Hier, Facebook a dévoilé son service de géolocalisation. Surnommé Places, il permet à un utilisateur de signaler sa position géographique et d'effectuer des marquages, comme la présence d'un contact ou d'un lieu particulier. Pour une ONG américaine, le service présente quelques faiblesses au niveau du respect de la vie privée. L'ONG regrette l'absence de réglages permettant un contrôle plus pointu de la confidentialité.

Ces dernières années, les critiques n’ont pas manqué pour fustiger la gestion calamiteuse de Facebook en matière de vie privée. Le réseau social créé par Mark Zuckerberg a souvent été accusé de faire passer ses intérêts avant ceux des membres, au risque de fragiliser la confidentialité de certaines informations personnelles.

Devant la bronca des utilisateurs et des organisations de défense, le site web a cherché à se racheter une virginité, en essayant de regagner la confiance de ses membres. Facebook a donc multiplié les actions et les discours pour affirmer que jamais le réseau social ne trahira ses principes. Mais le mal est fait, et Facebook n’y coupera plus : désormais, chaque évolution du service et chaque lancement d’une nouvelle fonctionnalité sera scrupuleusement observée.

Cela s’est notamment vu lorsque Facebook a présenté hier son service de géolocalisation. Baptisée Places, l’application propose des fonctionnalités finalement assez proches des autres services du même acabit. L’utilisateur peut partager sa position géographique avec ses contacts ou retrouver des proches qui se trouveraient à proximité.

Pour l’heure, seuls les utilisateurs américains peuvent profiter du service. Une application est d’ores et déjà disponible pour l’iPhone, ainsi qu’un site mobile pour les navigateurs web supportant le HTML 5.

Facebook a promis que Places serait bientôt porté sur d’autres plates-formes mobiles, comme Android, et accessible prochainement aux membres situés en dehors des États-Unis. Cependant, Mark Zuckerberg s’est bien gardé de préciser un quelconque calendrier.

Mais à peine Places est-il entré en service que le service est déjà critiqué. Selon le site de l’Union américaine pour les libertés civiles pour la Californie du Nord (ACLU of Northern California), le service de géolocalisation de Facebook expose trop d’informations personnelles.

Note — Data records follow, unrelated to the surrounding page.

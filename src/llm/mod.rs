//! LLM 层：解释后端抽象、Ollama 客户端、Mock、多模型路由与注册表

pub mod mock;
pub mod ollama;
pub mod registry;
pub mod router;
pub mod traits;

pub use mock::MockBackend;
pub use ollama::OllamaBackend;
pub use registry::{build_entries, BackendRegistry, RegistryRecord};
pub use router::{
    BackendConfig, BackendSnapshot, BackendStats, ModelRouter, RouterSettings, TaskCategory,
    TaskClassifier, MAX_BACKENDS,
};
pub use traits::{
    InterpretBackend, InterpretOutcome, RetryConfig, RetryingBackend, UNCLEAR_MARKER,
    UNSAFE_MARKER,
};
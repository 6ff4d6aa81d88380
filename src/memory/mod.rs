//! 记忆层：学习日志（反馈存储）与 JSON 持久化

pub mod feedback;
pub mod persistence;

pub use feedback::{FeedbackEntry, FeedbackStore};
pub use persistence::JsonFile;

Selon l’ONG américaine, la fonctionnalité « People Here Now » (« Les gens actuellement dans le coin »), activée par défaut, ne propose pas de contrôles détaillés. L’utilisateur a simplement le choix d’activer ou de désactiver cette fonctionnalité. Il n’est pas non plus possible de se masquer à certains utilisateurs, et pas à d’autres.

Plus embêtant. Si un utilisateur souhaite signaler la présence d’un ami sur Places, ce dernier ne peut pas empêcher complètement ce marquage. Selon l’ACLU, il ne peut que reporter indéfiniment la requête en sélectionnant « Pas maintenant ». Cela ressemble dans les grandes lignes au marquage des contacts sur les photos. Il n’est pas possible de retirer la photo mise en ligne par un ami. Seule la mention peut-être retirée.

La réaction de Facebook à cette polémique récente sera intéressante à observer. En mai dernier, le réseau social rappelait dans ses principes que l’utilisateur a le contrôle sur la manière dont leurs informations sont partagées. Mark Zuckerberg a tout intérêt à le démontrer en offrant des réglages plus précis.